→ **WHAT IS NEEDED**
Go through the records and extract every line with the word "filename".

→ **RECORDS PROVIDED**
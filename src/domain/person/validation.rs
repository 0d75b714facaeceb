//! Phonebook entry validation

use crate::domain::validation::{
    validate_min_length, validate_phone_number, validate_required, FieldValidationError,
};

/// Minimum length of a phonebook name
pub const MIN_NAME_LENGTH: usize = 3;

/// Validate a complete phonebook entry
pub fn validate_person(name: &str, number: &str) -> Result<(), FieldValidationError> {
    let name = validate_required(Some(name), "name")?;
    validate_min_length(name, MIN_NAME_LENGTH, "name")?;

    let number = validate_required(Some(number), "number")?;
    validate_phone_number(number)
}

==

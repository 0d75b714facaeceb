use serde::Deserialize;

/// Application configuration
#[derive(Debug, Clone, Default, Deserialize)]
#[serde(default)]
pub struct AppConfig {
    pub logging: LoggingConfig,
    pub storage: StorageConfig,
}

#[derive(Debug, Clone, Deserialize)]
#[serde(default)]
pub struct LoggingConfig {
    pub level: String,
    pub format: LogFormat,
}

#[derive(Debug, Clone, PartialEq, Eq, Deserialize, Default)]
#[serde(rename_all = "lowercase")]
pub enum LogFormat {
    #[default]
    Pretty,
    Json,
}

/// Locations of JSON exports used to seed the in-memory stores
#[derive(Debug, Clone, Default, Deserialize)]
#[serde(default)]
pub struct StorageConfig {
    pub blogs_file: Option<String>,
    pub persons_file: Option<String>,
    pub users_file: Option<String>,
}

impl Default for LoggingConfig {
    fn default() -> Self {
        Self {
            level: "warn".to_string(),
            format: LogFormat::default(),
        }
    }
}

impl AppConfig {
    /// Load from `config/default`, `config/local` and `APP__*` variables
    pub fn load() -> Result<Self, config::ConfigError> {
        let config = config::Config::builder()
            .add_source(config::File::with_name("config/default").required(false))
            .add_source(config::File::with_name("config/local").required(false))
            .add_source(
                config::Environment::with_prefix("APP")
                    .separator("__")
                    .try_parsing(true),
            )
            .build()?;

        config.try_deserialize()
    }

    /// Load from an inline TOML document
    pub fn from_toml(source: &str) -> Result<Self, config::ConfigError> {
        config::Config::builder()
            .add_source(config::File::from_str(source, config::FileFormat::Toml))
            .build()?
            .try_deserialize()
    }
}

==

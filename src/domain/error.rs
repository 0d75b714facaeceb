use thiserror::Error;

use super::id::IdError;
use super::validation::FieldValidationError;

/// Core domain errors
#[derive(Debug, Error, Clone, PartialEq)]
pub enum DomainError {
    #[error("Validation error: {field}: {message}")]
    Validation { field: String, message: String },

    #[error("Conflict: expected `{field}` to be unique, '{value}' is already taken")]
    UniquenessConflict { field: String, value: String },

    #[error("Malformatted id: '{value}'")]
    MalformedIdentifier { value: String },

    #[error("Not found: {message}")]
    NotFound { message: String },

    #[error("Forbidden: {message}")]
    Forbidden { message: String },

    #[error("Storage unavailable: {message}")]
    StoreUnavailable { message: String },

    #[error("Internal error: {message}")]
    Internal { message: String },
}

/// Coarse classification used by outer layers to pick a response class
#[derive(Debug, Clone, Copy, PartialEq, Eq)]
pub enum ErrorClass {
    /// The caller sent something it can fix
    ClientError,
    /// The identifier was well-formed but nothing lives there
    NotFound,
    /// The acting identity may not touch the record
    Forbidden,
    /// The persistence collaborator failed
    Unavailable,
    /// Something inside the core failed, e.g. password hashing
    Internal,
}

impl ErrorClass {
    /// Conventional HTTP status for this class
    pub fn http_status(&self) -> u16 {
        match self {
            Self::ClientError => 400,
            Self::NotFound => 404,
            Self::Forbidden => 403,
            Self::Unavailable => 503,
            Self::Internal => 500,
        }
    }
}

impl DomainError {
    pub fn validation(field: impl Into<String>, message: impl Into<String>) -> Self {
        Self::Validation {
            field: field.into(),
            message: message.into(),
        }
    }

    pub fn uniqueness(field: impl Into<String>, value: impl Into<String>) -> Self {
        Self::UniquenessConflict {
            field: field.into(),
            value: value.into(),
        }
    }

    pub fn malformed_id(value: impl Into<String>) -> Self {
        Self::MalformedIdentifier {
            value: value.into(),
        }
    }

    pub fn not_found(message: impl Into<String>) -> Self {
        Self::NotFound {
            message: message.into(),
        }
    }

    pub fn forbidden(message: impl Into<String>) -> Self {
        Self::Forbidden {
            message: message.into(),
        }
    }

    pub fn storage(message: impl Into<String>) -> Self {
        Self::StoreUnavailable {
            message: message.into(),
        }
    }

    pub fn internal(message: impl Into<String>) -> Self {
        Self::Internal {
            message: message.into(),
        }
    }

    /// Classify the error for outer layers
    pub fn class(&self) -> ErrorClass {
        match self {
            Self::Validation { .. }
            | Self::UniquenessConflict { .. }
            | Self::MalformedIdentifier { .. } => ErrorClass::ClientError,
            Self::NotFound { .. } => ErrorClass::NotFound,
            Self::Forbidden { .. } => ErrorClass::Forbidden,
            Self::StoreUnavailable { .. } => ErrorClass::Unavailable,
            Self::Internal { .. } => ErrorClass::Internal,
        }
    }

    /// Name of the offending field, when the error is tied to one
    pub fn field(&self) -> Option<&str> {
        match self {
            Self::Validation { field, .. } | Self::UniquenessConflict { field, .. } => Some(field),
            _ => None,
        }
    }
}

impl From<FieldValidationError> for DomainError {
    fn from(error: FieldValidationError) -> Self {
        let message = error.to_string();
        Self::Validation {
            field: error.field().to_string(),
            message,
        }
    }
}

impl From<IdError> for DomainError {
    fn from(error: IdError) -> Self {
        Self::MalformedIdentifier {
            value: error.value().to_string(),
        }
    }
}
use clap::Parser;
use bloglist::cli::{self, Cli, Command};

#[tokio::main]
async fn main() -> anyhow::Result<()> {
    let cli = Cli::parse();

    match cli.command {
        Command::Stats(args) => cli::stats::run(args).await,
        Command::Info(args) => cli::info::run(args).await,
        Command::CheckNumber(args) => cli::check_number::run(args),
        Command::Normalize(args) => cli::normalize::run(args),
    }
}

→ **RESULT OF THE EXERCISE**
filename src/domain/person/validation.rs
filename src/domain/error.rs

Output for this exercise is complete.